TRANSFERS OF THIS GLOBAL SECURITY ARE LIMITED TO TRANSFERS IN WHOLE, BUT NOT IN PART, TO NOMINEES OF CEDE & CO. OR TO A SUCCESSOR THEREOF OR SUCH SUCCESSOR’S NOMINEE AND TRANSFERS OF PORTIONS OF THIS GLOBAL SECURITY ARE LIMITED TO TRANSFERS MADE IN ACCORDANCE WITH THE TRANSFER PROVISIONS OF THE INDENTURE.
EXHIBIT D
REGULATION S CERTIFICATE
_________, ____
U.S. Bank, National Association
EP-MN-WS3C
60 Livingston Avenue
St. Paul MN 55107-1419
Attn: Corporate Trust Services
| due 2007 (the “Securities”) Issued under |
| the Indenture (the “Indenture”) dated as |
| of November 28, 2006 relating to the Securities |
Ladies and Gentlemen:
Terms are used in this Certificate as used in Regulation S (“Regulation S”) under the Securities Act of 1933, as amended (the “Securities Act”), except as otherwise stated herein.
[CHECK A OR B AS APPLICABLE.]
o A. This Certificate relates to our proposed transfer of $____ principal amount of Securities issued under the Indenture. We hereby certify as follows:
| 1. | The offer and sale of the Securities was not and will not be made to a person in the United States (unless such person is excluded from the definition of “U.S. Person” pursuant to Rule 902(k)(2)(vi) or the account held by it for which it is acting is excluded from the definition of “U.S. Person” pursuant to Rule 902(k)(2)(i) under the circumstances described in Rule 902(h)(3)) and such offer and sale was not and will not be specifically targeted at an identifiable group of U.S. citizens abroad. |
| 2. | Unless the circumstances described in the parenthetical in paragraph 1 above are applicable, either (a) at the time the buy order was originated, the buyer was outside the United States or we and any person acting on our behalf reasonably believed that the buyer was outside the United States or (b) the transaction was executed in, on or through the facilities of a designated offshore securities market, and neither we nor any person acting on our behalf knows that the transaction was pre-arranged with a buyer in the United States. |
| 3. | Neither we, any of our affiliates, nor any person acting on our or their behalf has made any directed selling efforts in the United States with respect to the Securities. |
| 4. | The proposed transfer of Securities is not part of a plan or scheme to evade the registration requirements of the Securities Act. |
| 5. | If we are a dealer or a person receiving a selling concession, fee or other remuneration in respect of the Securities, and the proposed transfer takes place during the Restricted Period (as defined in the Indenture), or we are an officer or director of the Company or an Initial Purchaser (as defined in the Indenture), we certify that the proposed transfer is being made in accordance with the provisions of Rule 904(b) of Regulation S. |
o B. This Certificate relates to our proposed exchange of $____ principal amount of Securities issued under the Indenture for an equal principal amount of Securities to be held by us.
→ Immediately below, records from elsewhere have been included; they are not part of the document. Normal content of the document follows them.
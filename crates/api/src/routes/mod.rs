pub mod configuration;
pub mod discovery;
pub mod health;
pub mod playbook;

use axum::Router;

use crate::state::AppState;

/// Build the `/api` route tree.
///
/// Route hierarchy:
///
/// ```text
/// /configuration/overview                      migration counts (GET)
/// /configuration/incomplete-migrations         review worklist (GET)
/// /configuration/lab-controller                get, set (GET, POST)
/// /configuration/fetch-from-controller         live pull + merge (POST)
/// /configuration/accept-configuration          mark completed (POST)
/// /configuration/skip-migration                mark skipped (POST)
/// /configuration/start-migration               mark in review (POST)
/// /configuration/generate-configuration        store converter output (POST)
/// /configuration/conversion-status             latest conversion status (GET)
/// /configuration/avi-output                    latest Avi output (GET)
///
/// /discovery/import                            new run from discovery (POST)
/// /discovery/report                            virtual service breakdown (GET)
/// /discovery/download-report                   raw discovery data file (GET)
///
/// /playbook/generate-playbook                  playbook from Avi output (POST)
/// /playbook/playbooks                          current run's playbooks (GET)
/// /playbook/download-playbook/{id}             playbook file (GET)
/// ```
pub fn api_routes() -> Router<AppState> {
    Router::new()
        .nest("/configuration", configuration::router())
        .nest("/discovery", discovery::router())
        .nest("/playbook", playbook::router())
}
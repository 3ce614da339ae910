//! Shared application router builder.
//!
//! Provides [`build_app_router`] so both the production binary (`main.rs`)
//! and integration tests (`tests/common/mod.rs`) use the exact same middleware
//! stack.

use std::time::Duration;

use axum::http::header::{ACCEPT, CONTENT_TYPE};
use axum::http::{HeaderName, Method, StatusCode};
use axum::Router;
use tower_http::catch_panic::CatchPanicLayer;
use tower_http::cors::CorsLayer;
use tower_http::request_id::{MakeRequestUuid, PropagateRequestIdLayer, SetRequestIdLayer};
use tower_http::timeout::TimeoutLayer;
use tower_http::trace::{DefaultMakeSpan, DefaultOnResponse, TraceLayer};
use tracing::Level;

use crate::config::ServerConfig;
use crate::routes;
use crate::state::AppState;

/// Build the full application [`Router`] with all middleware layers.
///
/// The middleware stack is applied bottom-up:
///
/// 1. CORS
/// 2. Set request ID on incoming requests
/// 3. Structured request/response tracing
/// 4. Propagate request ID to response
/// 5. Request timeout
/// 6. Panic recovery (catch panics, return 500)
pub fn build_app_router(state: AppState, config: &ServerConfig) -> Router {
    let cors = build_cors_layer(config);
    let request_id_header = HeaderName::from_static("x-request-id");

    Router::new()
        // Health check at root level (not under /api).
        .merge(routes::health::router())
        .nest("/api", routes::api_routes())
        // -- Middleware stack (applied bottom-up) --
        .layer(CatchPanicLayer::new())
        .layer(TimeoutLayer::with_status_code(
            StatusCode::REQUEST_TIMEOUT,
            Duration::from_secs(config.request_timeout_secs),
        ))
        .layer(PropagateRequestIdLayer::new(request_id_header.clone()))
        .layer(
            TraceLayer::new_for_http()
                .make_span_with(DefaultMakeSpan::new().level(Level::INFO))
                .on_response(DefaultOnResponse::new().level(Level::INFO)),
        )
        .layer(SetRequestIdLayer::new(request_id_header, MakeRequestUuid))
        .layer(cors)
        .with_state(state)
}

/// Build the CORS middleware layer from server configuration.
///
/// Panics at startup if any configured origin is invalid so that
/// misconfiguration fails fast.
pub fn build_cors_layer(config: &ServerConfig) -> CorsLayer {
    let origins: Vec<_> = config
        .cors_origins
        .iter()
        .map(|o| {
            o.parse()
                .unwrap_or_else(|e| panic!("Invalid CORS origin '{o}': {e}"))
        })
        .collect();

    CorsLayer::new()
        .allow_origin(origins)
        .allow_methods([Method::GET, Method::POST])
        .allow_headers([CONTENT_TYPE, ACCEPT])
        .max_age(Duration::from_secs(3600))
}
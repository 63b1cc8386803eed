use serde::{Deserialize, Serialize};
use std::env;

/// Application configuration. Built once in `main` and carried in `AppState`;
/// nothing on the request path reads the environment directly.
#[derive(Debug, Clone, Serialize, Deserialize)]
pub struct AppConfig {
    pub environment: Environment,
    pub server: ServerConfig,
    pub database: DatabaseConfig,
    pub security: SecurityConfig,
    pub notifications: NotificationConfig,
}

#[derive(Debug, Clone, Copy, PartialEq, Eq, Serialize, Deserialize)]
pub enum Environment {
    Development,
    Production,
}

/// Which authentication flow this deployment exposes. Exactly one is live;
/// endpoints of the other mode return 404 so the two identity-resolution
/// paths can never race on the same users table.
#[derive(Debug, Clone, Copy, PartialEq, Eq, Serialize, Deserialize)]
pub enum AuthMode {
    /// Frictionless login-by-name: users are created on first login.
    NameOnly,
    /// Email + password signup/signin with bcrypt hashing.
    Credentials,
}

#[derive(Debug, Clone, Serialize, Deserialize)]
pub struct ServerConfig {
    pub port: u16,
    pub request_timeout_secs: u64,
}

#[derive(Debug, Clone, Serialize, Deserialize)]
pub struct DatabaseConfig {
    pub max_connections: u32,
    pub connect_timeout_secs: u64,
}

#[derive(Debug, Clone, Serialize, Deserialize)]
pub struct SecurityConfig {
    pub jwt_secret: String,
    pub session_ttl_days: i64,
    pub auth_mode: AuthMode,
    pub cors_origins: Vec<String>,
}

#[derive(Debug, Clone, Serialize, Deserialize)]
pub struct NotificationConfig {
    /// Incoming-webhook URL for mention notifications. Dispatch is skipped
    /// entirely when unset.
    pub webhook_url: Option<String>,
}

impl AppConfig {
    pub fn from_env() -> Self {
        let environment = match env::var("APP_ENV").as_deref() {
            Ok("production") | Ok("prod") => Environment::Production,
            _ => Environment::Development,
        };

        // Set defaults based on environment, then override with specific env vars
        match environment {
            Environment::Production => Self::production(),
            Environment::Development => Self::development(),
        }
        .with_env_overrides()
    }

    fn with_env_overrides(mut self) -> Self {
        if let Ok(v) = env::var("PORT") {
            self.server.port = v.parse().unwrap_or(self.server.port);
        }
        if let Ok(v) = env::var("REQUEST_TIMEOUT_SECS") {
            self.server.request_timeout_secs =
                v.parse().unwrap_or(self.server.request_timeout_secs);
        }

        if let Ok(v) = env::var("DATABASE_MAX_CONNECTIONS") {
            self.database.max_connections = v.parse().unwrap_or(self.database.max_connections);
        }
        if let Ok(v) = env::var("DATABASE_CONNECT_TIMEOUT_SECS") {
            self.database.connect_timeout_secs =
                v.parse().unwrap_or(self.database.connect_timeout_secs);
        }

        if let Ok(v) = env::var("JWT_SECRET") {
            self.security.jwt_secret = v;
        }
        if let Ok(v) = env::var("SESSION_TTL_DAYS") {
            self.security.session_ttl_days = v.parse().unwrap_or(self.security.session_ttl_days);
        }
        if let Ok(v) = env::var("CALENDAR_AUTH_MODE") {
            self.security.auth_mode = match v.as_str() {
                "credentials" => AuthMode::Credentials,
                _ => AuthMode::NameOnly,
            };
        }
        if let Ok(v) = env::var("CORS_ORIGIN") {
            self.security.cors_origins = v.split(',').map(|s| s.trim().to_string()).collect();
        }

        if let Ok(v) = env::var("NOTIFY_WEBHOOK_URL") {
            if !v.is_empty() {
                self.notifications.webhook_url = Some(v);
            }
        }

        self
    }

    fn development() -> Self {
        Self {
            environment: Environment::Development,
            server: ServerConfig { port: 3000, request_timeout_secs: 30 },
            database: DatabaseConfig { max_connections: 10, connect_timeout_secs: 30 },
            security: SecurityConfig {
                jwt_secret: "development-secret-do-not-use-in-production".to_string(),
                session_ttl_days: 7,
                auth_mode: AuthMode::NameOnly,
                cors_origins: vec!["http://localhost:5173".to_string()],
            },
            notifications: NotificationConfig { webhook_url: None },
        }
    }

    fn production() -> Self {
        Self {
            environment: Environment::Production,
            server: ServerConfig { port: 3000, request_timeout_secs: 15 },
            database: DatabaseConfig { max_connections: 50, connect_timeout_secs: 5 },
            security: SecurityConfig {
                // Must come from JWT_SECRET; startup refuses an empty secret
                jwt_secret: String::new(),
                session_ttl_days: 7,
                auth_mode: AuthMode::NameOnly,
                cors_origins: vec![],
            },
            notifications: NotificationConfig { webhook_url: None },
        }
    }
}
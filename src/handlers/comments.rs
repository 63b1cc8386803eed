use axum::{
    extract::{Path, State},
    http::StatusCode,
    Json,
};
use serde::Deserialize;
use uuid::Uuid;

use crate::database::models::CommentView;
use crate::error::{ApiError, ApiResult};
use crate::middleware::AuthUser;
use crate::services::comment_service::CommentService;
use crate::state::AppState;

#[derive(Debug, Deserialize)]
#[serde(rename_all = "camelCase")]
pub struct CreateCommentRequest {
    pub content: String,
    pub post_id: Uuid,
}

#[derive(Debug, Deserialize)]
pub struct UpdateCommentRequest {
    pub content: String,
}

fn validate_content(content: &str) -> Result<(), ApiError> {
    if content.is_empty() || content.len() > 1000 {
        return Err(ApiError::invalid_field("content", "content must be 1-1000 characters"));
    }
    Ok(())
}

/// POST /comments
pub async fn create_comment(
    State(state): State<AppState>,
    auth: AuthUser,
    Json(payload): Json<CreateCommentRequest>,
) -> ApiResult<(StatusCode, Json<CommentView>)> {
    validate_content(&payload.content)?;

    let view = CommentService::new(&state)
        .create_comment(payload.post_id, &payload.content, &auth.user)
        .await?;
    Ok((StatusCode::CREATED, Json(view)))
}

/// PATCH /comments/:id - author or admin only
pub async fn update_comment(
    State(state): State<AppState>,
    auth: AuthUser,
    Path(id): Path<Uuid>,
    Json(payload): Json<UpdateCommentRequest>,
) -> ApiResult<Json<CommentView>> {
    validate_content(&payload.content)?;

    let view = CommentService::new(&state)
        .update_comment(id, &payload.content, &auth.user)
        .await?;
    Ok(Json(view))
}

/// DELETE /comments/:id - author or admin only
pub async fn delete_comment(
    State(state): State<AppState>,
    auth: AuthUser,
    Path(id): Path<Uuid>,
) -> ApiResult<StatusCode> {
    CommentService::new(&state).delete_comment(id, &auth.user).await?;
    Ok(StatusCode::NO_CONTENT)
}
We hereby certify as follows:
| 1. | At the time the offer and sale of the Securities was made to us, either (i) we were not in the United States or (ii) we were excluded from the definition of “U.S. person” pursuant to Rule 902(k)(2)(vi) or the account held by us for which we were acting was excluded from the definition of “U.S. person” pursuant to Rule 902(k)(2)(i) under the circumstances described in Rule 902(h)(3); and we were not a member of an identifiable group of U.S. citizens abroad. |
| 2. | Unless the circumstances described in paragraph 1(ii) above are applicable, either (a) at the time our buy order was originated, we were outside the United States or (b) the transaction was executed in, on or through the facilities of a designated offshore securities market and we did not pre-arrange the transaction in the United States. |
| 3. | The proposed exchange of Securities is not part of a plan or scheme to evade the registration requirements of the Securities Act. |
You and the Company are entitled to rely upon this Certificate and are irrevocably authorized to produce this Certificate or a copy hereof to any interested party in any administrative or legal proceeding or official inquiry with respect to the matters covered hereby.
Very truly yours,
[NAME OF SELLER (FOR TRANSFERS) OR
OWNER (FOR EXCHANGES)]
By: __________________________________
Name:
Title:
Address:
Date: _________________
EXHIBIT E
RULE 144A CERTIFICATE
_________, ____
U.S. Bank, National Association
EP-MN-WS3C
60 Livingston Avenue
St. Paul MN 55107-1419
Attn: Corporate Trust Services
| Senior Secured Notes due 2007 (the “Securities”) |
| Issued under the Indenture (the “Indenture”) dated |
| as of November 28, 2006 relating to the Securities |
Ladies and Gentlemen:
This Certificate relates to:
[CHECK A OR B AS APPLICABLE.]
o A. | Our proposed purchase of $____ principal amount of Securities issued under the Indenture. |
o B. | Our proposed exchange of $____ principal amount of Securities issued under the Indenture for an equal principal amount of Securities to be held by us. |
We and, if applicable, each account for which we are acting in the aggregate owned and invested more than $100,000,000 in securities of issuers that are not affiliated with us (or such accounts, if applicable), as of _________, 20__, which is a date on or since the close of our most recent fiscal year. We and, if applicable, each account for which we are acting, are a qualified institutional buyer within the meaning of Rule 144A (“Rule 144A”) under the Securities Act of 1933, as amended (the “Securities Act”). If we are acting on behalf of an account, we exercise sole investment discretion with respect to such account. We are aware that the transfer of Securities to us, or such exchange, as applicable, is being made in reliance upon the exemption from the provisions of Section 5 of the Securities Act provided by Rule 144A. Prior to the date of this Certificate we have received such information regarding the Company as we have requested pursuant to Rule 144A(d)(4) or have determined not to request such information.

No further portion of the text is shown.